The boat is upright and back under power.
The bridge is the "Demopolis Rooster Bridge" located some 10 miles west of
Demopolis on U.S. Highway 80 and across the Tombigbee River. The incident
occurred in the spring of 1979 during a spring flood. Barges has been released
to be picked up on the lower side, but the tug ran into trouble and wound up
turning over sideways as the pictures indicate, coming out on the other side.
The bridge was a draw bridge and has since been replaced by a clear span just
North of this location. Funding for the Rooster bridge came in part from an
auction of roosters held in Demopolis on August 14 and 15, 1919. Luckily no
one was injured and the tub is still in operation on the Tombigbee.
Austin Caldwell, Mayor
City of Demopolis
Demopolis, AL 36732
"It was either late 1978 or early 1979, I have forgotten exactly...
The river is the Tombigbee River and this happened to be
the record high water ever for that area. The towboat you see coming down on
the bridge is the Motor Vessel Cahaba owned by Warrior Gulf Navigation out of
Mobile, Alabama. Warrior Gulf is a subsidiary of Pittsburg Steel.

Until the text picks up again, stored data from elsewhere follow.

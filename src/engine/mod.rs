// git-mux: Multi-Repository Branch Multiplexer
//
// SPDX-FileCopyrightText: 2026 Romeo Ahmed
// SPDX-License-Identifier: GPL-3.0-or-later

//! Engine facade.
//!
//! ```text
//!                 Engine
//!   components (lazy) ---- registry (lazy, updated in place)
//!        |                      |
//!        v                      v
//!   ComponentCache <---- FlowDispatcher
//!        |
//!        v
//!   dyn GitBackend
//!
//!   retire / revive / graft:
//!     ProcessLock --> DataStore.sync --> load --> mutate --> save
//! ```
//!
//! One `Engine` is built per process and passed to every command.


use std::collections::BTreeSet;
use std::sync::Arc;

use tokio_util::sync::CancellationToken;
use tracing::info;

use crate::component::{self, Component, ComponentCache};
use crate::config::Config;
use crate::config::types::Components;
use crate::error::{GitError, MuxResult, RegistryError, StoreError};
use crate::flow::{
    self, ComponentOutcome, Console, FlowCommand, FlowDispatcher, FlowReport, help,
};
use crate::git::branch::{self, BranchName, BranchType, DEVELOP};
use crate::git::{GitBackend, ShellBackend};
use crate::lock::ProcessLock;
use crate::registry::{self, BranchRegistry};
use crate::store::{BranchDocument, BranchStatus, DataStore};

/// Reported by `flow version`; the underlying git-flow version is not tracked.
pub const FLOW_VERSION: &str = "unknown";

/// A typed branch with its carriers and shared status.
#[derive(Debug, Clone, PartialEq, Eq)]
pub struct BranchSummary {
    pub name: String,
    pub components: BTreeSet<String>,
    pub status: BranchStatus,
}

pub struct Engine {
    component_urls: Components,
    branch_types: Vec<BranchType>,
    git: Arc<dyn GitBackend>,
    cache: ComponentCache,
    lock: ProcessLock,
    store: DataStore,
    components: Option<Vec<Component>>,
    registry: Option<BranchRegistry>,
    cancel: CancellationToken,
}

impl Engine {
    /// Build an engine driving the configured git executable.
    ///
    /// # Errors
    ///
    /// Returns `GitError::ExecutableNotFound` if git cannot be located, or a
    /// `ConfigError` if paths were never resolved.
    pub fn new(config: &Config) -> MuxResult<Self> {
        let git = ShellBackend::new(&config.flow.git)?;
        Self::with_backend(config, Arc::new(git))
    }

    /// # Errors
    ///
    /// Returns a `ConfigError` if paths were never resolved.
    pub fn with_backend(config: &Config, git: Arc<dyn GitBackend>) -> MuxResult<Self> {
        let remote = config.flow.remote.clone();
        let cache = ComponentCache::new(config.paths.repos()?, remote.clone(), Arc::clone(&git));
        let store = DataStore::new(&config.data, config.paths.data()?, remote, Arc::clone(&git));
        Ok(Self {
            component_urls: config.components.clone(),
            branch_types: config.flow.branch_types.clone(),
            git,
            cache,
            lock: ProcessLock::new(config.paths.lock()?),
            store,
            components: None,
            registry: None,
            cancel: CancellationToken::new(),
        })
    }

    /// Disable progress output while cloning.
    #[must_use]
    pub fn quiet(mut self) -> Self {
        self.cache = self.cache.quiet();
        self
    }

    #[must_use]
    pub fn with_cancel_token(mut self, cancel: CancellationToken) -> Self {
        self.cancel = cancel;
        self
    }

    #[must_use]
    pub fn cancel_token(&self) -> CancellationToken {
        self.cancel.clone()
    }

    /// Configured components, sorted by name.
    pub fn get_components(&mut self) -> &[Component] {
        let urls = &self.component_urls;
        self.components
            .get_or_insert_with(|| component::from_config(urls))
    }

    /// Branch registry, built on first call by visiting every component.
    ///
    /// # Errors
    ///
    /// Returns a `GitError` if a working copy cannot be set up or listed.
    pub fn get_branches(&mut self) -> MuxResult<&BranchRegistry> {
        self.ensure_loaded()?;
        Ok(self.registry.get_or_insert_with(BranchRegistry::new))
    }

    fn ensure_loaded(&mut self) -> MuxResult<()> {
        let urls = &self.component_urls;
        let components = self
            .components
            .get_or_insert_with(|| component::from_config(urls));
        if self.registry.is_none() {
            info!(count = components.len(), "building branch registry");
            self.registry = Some(registry::build(components, &self.cache)?);
        }
        Ok(())
    }

    /// Run a `git mux flow` invocation.
    ///
    /// # Errors
    ///
    /// Returns a `FlowError` for invalid input, a `GitError` for setup
    /// failures, and `FlowError::Interrupted` on cancellation. Per-component
    /// failures are in the report.
    pub fn flow(&mut self, args: &[String], console: &mut dyn Console) -> MuxResult<FlowReport> {
        let request = match flow::args::parse(args, &self.branch_types)? {
            FlowCommand::Help(args) => {
                let cwd = std::env::current_dir()?;
                let output = self.git.flow(&cwd, &help::help_args(&args))?;
                console.info(&help::rewrite(&output));
                return Ok(FlowReport::default());
            }
            FlowCommand::Version => {
                console.info(FLOW_VERSION);
                return Ok(FlowReport::default());
            }
            FlowCommand::Run(request) => request,
        };

        self.ensure_loaded()?;
        let components = self.components.as_deref().unwrap_or_default();
        let registry = self.registry.get_or_insert_with(BranchRegistry::new);
        FlowDispatcher::new(components, &self.cache, registry)
            .with_cancel_token(self.cancel.clone())
            .run(&request, console)
    }

    /// Mark `branch` retired in the shared store.
    ///
    /// # Errors
    ///
    /// Returns `RegistryError::Protected` for `master`/`develop`,
    /// `RegistryError::UnknownBranch` if nothing knows the branch, and
    /// `RegistryError::NotActive` if it is already retired.
    pub fn retire(&mut self, branch: &str) -> MuxResult<()> {
        self.set_status(branch, BranchStatus::Retired)
    }

    /// Mark a retired `branch` active again.
    ///
    /// # Errors
    ///
    /// Returns `RegistryError::Protected` for `master`/`develop`,
    /// `RegistryError::UnknownBranch` if nothing knows the branch, and
    /// `RegistryError::NotRetired` if it is not retired.
    pub fn revive(&mut self, branch: &str) -> MuxResult<()> {
        self.set_status(branch, BranchStatus::Active)
    }

    fn set_status(&mut self, branch: &str, status: BranchStatus) -> MuxResult<()> {
        if branch::is_protected(branch) {
            return Err(RegistryError::Protected(branch.to_string()).into());
        }
        if !self.store.is_configured() {
            return Err(StoreError::NotConfigured.into());
        }
        let carriers = self.get_branches()?.components_for(branch);

        let _lock = self.lock.acquire()?;
        self.store.sync()?;
        let mut document = self.store.load()?;

        if carriers.is_empty() && document.find(branch).is_none() {
            return Err(RegistryError::UnknownBranch(branch.to_string()).into());
        }
        let current = document.status_of(branch).unwrap_or_default();
        let (verb, error) = match status {
            BranchStatus::Retired => ("retire", RegistryError::NotActive(branch.to_string())),
            BranchStatus::Active => ("revive", RegistryError::NotRetired(branch.to_string())),
        };
        if current == status {
            return Err(error.into());
        }

        let record = document.upsert(branch);
        record.status = status;
        record.components.extend(carriers);
        self.store.save(&document, &format!("{verb} {branch} branch"))?;
        info!(%branch, %status, "branch status changed");
        Ok(())
    }

    /// Create an existing branch in one more component.
    ///
    /// The branch starts from `develop`, is pushed with upstream tracking,
    /// and is recorded in the shared store when one is configured.
    ///
    /// # Errors
    ///
    /// Returns a `RegistryError` for protected, unknown, or untyped branches
    /// and unknown components, and a `GitError` if the branch cannot be
    /// created or pushed.
    pub fn add_component_to_branch(
        &mut self,
        component: &str,
        branch: &str,
    ) -> MuxResult<ComponentOutcome> {
        if branch::is_protected(branch) {
            return Err(RegistryError::Protected(branch.to_string()).into());
        }
        if BranchName::parse_full(branch).is_none() {
            return Err(RegistryError::UnknownBranch(branch.to_string()).into());
        }
        let target = self
            .get_components()
            .iter()
            .find(|c| c.name() == component)
            .cloned()
            .ok_or_else(|| RegistryError::UnknownComponent(component.to_string()))?;

        let registry = self.get_branches()?;
        if !registry.contains_branch(branch) {
            return Err(RegistryError::UnknownBranch(branch.to_string()).into());
        }
        if registry.carries(component, branch) {
            return Ok(ComponentOutcome::AlreadyDone(format!(
                "Component {component} already carries {branch}."
            )));
        }

        let _lock = self.lock.acquire()?;
        if self.store.is_configured() {
            self.store.sync()?;
        }

        let copy = self.cache.get(&target)?;
        let scratch = copy.scratch_guard();
        copy.create_branch(branch, Some(DEVELOP))?;
        let remote = self.cache.remote();
        let output = copy.push(&["-u", remote, branch])?;
        if !output.success() {
            return Err(GitError::CommandFailed {
                command: format!("git push -u {remote} {branch}"),
                message: output.failure_message("push failed"),
            }
            .into());
        }
        scratch.restore()?;
        self.registry
            .get_or_insert_with(BranchRegistry::new)
            .insert(branch, component);

        if self.store.is_configured() {
            let mut document = self.store.load()?;
            document
                .upsert(branch)
                .components
                .insert(component.to_string());
            self.store
                .save(&document, &format!("graft {component} into {branch}"))?;
        }
        info!(%component, %branch, "component added to branch");
        Ok(ComponentOutcome::Succeeded(format!(
            "Branch {branch} created in {component}."
        )))
    }

    /// Typed branches with their carriers, sorted by name.
    ///
    /// Retired branches are left out unless `include_retired`.
    ///
    /// # Errors
    ///
    /// Returns a `GitError` if the registry cannot be built or the shared
    /// store cannot be synced.
    pub fn branch_summaries(&mut self, include_retired: bool) -> MuxResult<Vec<BranchSummary>> {
        let document = self.shared_document()?;
        let registry = self.get_branches()?;
        Ok(registry
            .branches()
            .filter(|(name, _)| BranchName::parse_full(name).is_some())
            .map(|(name, components)| BranchSummary {
                name: name.to_string(),
                components: components.clone(),
                status: document.status_of(name).unwrap_or_default(),
            })
            .filter(|summary| include_retired || summary.status == BranchStatus::Active)
            .collect())
    }

    fn shared_document(&mut self) -> MuxResult<BranchDocument> {
        if !self.store.is_configured() {
            return Ok(BranchDocument::default());
        }
        let _lock = self.lock.acquire()?;
        self.store.sync()?;
        self.store.load()
    }
}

would haul iron pellets up to Birmingport and off-load to make steel plate. On
the return the barges were filled with coal for export at the McDuffie Coal
Terminal at the mouth of the Mobile River and at the head of Mobile Bay.
Bridge was the Old Rooster Bridge (since demolished and removed - I saw the
explosion to tear it down also) located below Demopolis, Alabama. The
land-side highway dead ends at the bluff, and you can still drive to this site
and imagine how high the river had to be to get to the bottom of the bridge...
The pass or Channel Span of the bridge was located on the far West side of the
river, or on the opposite bank from the photographer's standpoint. In normal
river flow, we would drop down near the rock bluff and steer through the
opening to pass southward with our tows of coal barges. Normal loads were six
barges, each measuring 195' X 35' and loaded to a 10' draft. This allowed each
barge to carry approximately 2,000 tons of coal (times six = 12,000 tons X
2000 pounds = 24 Million pounds of cargo.)
The boat is 1800 horsepower twin
engine diesel built in Pine Bluff, Arkansas. It is named after one of the
eight "friendly" Indian tribes. It is the Motor Vessel Cahaba. At the "sticks"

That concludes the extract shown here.